## EXERCISE BRIEF
Nothing but the lines from the one containing "let opts = BuildOptions" to the end of the data should be returned, each exactly as written.

## Dataset entries
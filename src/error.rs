//! Degradation taxonomy for the query pipeline.
//!
//! None of these values escape [`AnswerEngine::answer_query`](crate::engine::AnswerEngine::answer_query):
//! each stage logs the error at `warn` and converts it into a well-formed
//! fallback (unchanged ordering, apology, or "not initialized" answer).

use thiserror::Error;

#[derive(Debug, Error)]
pub enum PipelineError {
    /// The knowledge file was missing, unreadable, or had no chunks.
    #[error("knowledge base is empty or unavailable: {0}")]
    IngestionEmpty(String),

    /// A query arrived before any index was installed.
    #[error("retrieval unavailable: no index has been initialized")]
    RetrievalUnavailable,

    /// The rerank model failed or returned nothing usable.
    #[error("rerank degraded: {0}")]
    RerankDegraded(String),

    /// The answer model failed or returned an empty completion.
    #[error("generation failed: {0}")]
    GenerationFailure(String),

    #[error("{stage} timed out after {secs}s")]
    Timeout { stage: &'static str, secs: u64 },
}

impl PipelineError {
    /// Wrap an `anyhow` error from a provider call into a stage error.
    pub fn rerank(err: anyhow::Error) -> Self {
        Self::RerankDegraded(format!("{:#}", err))
    }

    pub fn generation(err: anyhow::Error) -> Self {
        Self::GenerationFailure(format!("{:#}", err))
    }
}
//! # SiteSage CLI (`sage`)
//!
//! ## Commands
//!
//! | Command | Description |
//! |---------|-------------|
//! | `sage build` | Chunk extracted pages into a knowledge file |
//! | `sage ask "<question>"` | Answer one question from the knowledge file |
//! | `sage search "<query>"` | Show fused retrieval candidates |
//! | `sage serve` | Start the HTTP server |
//!
//! ## Examples
//!
//! ```bash
//! sage build --config ./config/sage.toml
//! sage ask "Do R&D tax credits carry forward?"
//! sage search "tax credits" --mode keyword --explain
//! RUST_LOG=sitesage=debug sage serve
//! ```

use anyhow::{bail, Context, Result};
use clap::{Parser, Subcommand};
use std::path::PathBuf;
use std::sync::Arc;
use tracing::info;
use tracing_subscriber::EnvFilter;

use sitesage_core::retrieve::RetrievalMode;

use sitesage::config::{load_config, Config};
use sitesage::embedding::create_embedder;
use sitesage::engine::AnswerEngine;
use sitesage::ingest::{build_knowledge_base, load_pages, write_knowledge, BuildOptions};
use sitesage::server::run_server;

/// SiteSage: grounded answers over a website's own content.
#[derive(Parser)]
#[command(name = "sage", version, about)]
struct Cli {
    /// Path to configuration file (TOML).
    #[arg(long, global = true, default_value = "./config/sage.toml")]
    config: PathBuf,

    #[command(subcommand)]
    command: Commands,
}

#[derive(Subcommand)]
enum Commands {
    /// Build the knowledge file from extracted pages.
    ///
    /// Reads `[knowledge].pages_path` (or `--pages`), splits each page
    /// into sentences, groups them into semantic chunks, and writes
    /// `[knowledge].path` (or `--out`).
    Build {
        /// Pages JSON file (overrides `knowledge.pages_path`).
        #[arg(long)]
        pages: Option<PathBuf>,

        /// Output knowledge file (overrides `knowledge.path`).
        #[arg(long)]
        out: Option<PathBuf>,
    },

    /// Answer a single question.
    Ask {
        question: String,
    },

    /// Run retrieval only and print the fused candidates.
    Search {
        query: String,

        /// `dense` (semantic), `sparse` (keyword), or `hybrid`.
        #[arg(long, default_value = "hybrid")]
        mode: RetrievalMode,

        /// Maximum number of results to print.
        #[arg(long)]
        limit: Option<usize>,

        /// Show per-list ranks alongside the fused score.
        #[arg(long)]
        explain: bool,
    },

    /// Start the HTTP server on `[server].bind`.
    Serve,
}

fn init_tracing() {
    let filter = EnvFilter::try_from_default_env().unwrap_or_else(|_| EnvFilter::new("info"));
    tracing_subscriber::fmt()
        .with_env_filter(filter)
        .with_writer(std::io::stderr)
        .with_target(false)
        .init();
}

#[tokio::main]
async fn main() -> Result<()> {
    init_tracing();
    let cli = Cli::parse();
    let config = load_config(&cli.config)?;

    match cli.command {
        Commands::Build { pages, out } => run_build(&config, pages, out).await,
        Commands::Ask { question } => {
            let engine = ready_engine(&config).await?;
            let result = engine.answer_query(&question).await;
            println!("{}", result.response);
            if !result.sources.is_empty() {
                println!();
                println!("Sources:");
                for source in &result.sources {
                    println!("  {}", source);
                }
            }
            Ok(())
        }
        Commands::Search {
            query,
            mode,
            limit,
            explain,
        } => {
            let engine = ready_engine(&config).await?;
            let mut hits = engine.search(&query, mode).await.unwrap_or_default();
            if let Some(limit) = limit {
                hits.truncate(limit);
            }
            if hits.is_empty() {
                println!("No results.");
                return Ok(());
            }

            for (i, hit) in hits.iter().enumerate() {
                println!(
                    "{}. [{:.4}] {} / {}",
                    i + 1,
                    hit.fused_score,
                    hit.chunk.category,
                    hit.chunk.id
                );
                println!("    url: {}", hit.chunk.source_url);
                if explain {
                    let rank = |r: Option<usize>| r.map_or("-".to_string(), |r| r.to_string());
                    println!(
                        "    dense rank: {}  sparse rank: {}",
                        rank(hit.dense_rank),
                        rank(hit.sparse_rank)
                    );
                }
                let excerpt: String = hit.chunk.content.chars().take(160).collect();
                println!("    excerpt: \"{}\"", excerpt.trim());
                println!();
            }
            Ok(())
        }
        Commands::Serve => {
            let engine = Arc::new(AnswerEngine::from_config(&config)?);
            // a failed load still serves: queries get the not-initialized answer
            engine.initialize_from_path(&config.knowledge.path).await;
            run_server(engine, &config.server.bind).await
        }
    }
}

async fn ready_engine(config: &Config) -> Result<AnswerEngine> {
    let engine = AnswerEngine::from_config(config)?;
    if !engine.initialize_from_path(&config.knowledge.path).await {
        bail!(
            "No usable knowledge at {}. Run `sage build` first.",
            config.knowledge.path.display()
        );
    }
    Ok(engine)
}

async fn run_build(config: &Config, pages: Option<PathBuf>, out: Option<PathBuf>) -> Result<()> {
    let pages_path = pages
        .or_else(|| config.knowledge.pages_path.clone())
        .context("No pages file: pass --pages or set knowledge.pages_path")?;
    let out_path = out.unwrap_or_else(|| config.knowledge.path.clone());

    let pages = load_pages(&pages_path)?;
    info!(pages = pages.len(), "loaded {}", pages_path.display());

    let embedder = create_embedder(&config.embedding)?;
    let rules = config.category_rules();
    let opts = BuildOptions {
        company_name: &config.assistant.company_name,
        rules: &rules,
        chunking: config.chunking.params(),
        batch_size: config.embedding.batch_size,
    };

    let kb = build_knowledge_base(pages, embedder.as_ref(), &opts).await?;
    write_knowledge(&out_path, &kb)?;

    println!("build complete");
    println!("  pages: {}", kb.pages.len());
    println!("  chunks: {}", kb.chunks.len());
    println!("  written: {}", out_path.display());
    Ok(())
}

## TASK SOLUTION
    let opts = BuildOptions {
        company_name: &config.assistant.company_name,
        rules: &rules,
        chunking: config.chunking.params(),
        batch_size: config.embedding.batch_size,
    };

    let kb = build_knowledge_base(pages, embedder.as_ref(), &opts).await?;
    write_knowledge(&out_path, &kb)?;

    println!("build complete");
    println!("  pages: {}", kb.pages.len());
    println!("  chunks: {}", kb.chunks.len());
    println!("  written: {}", out_path.display());
    Ok(())
}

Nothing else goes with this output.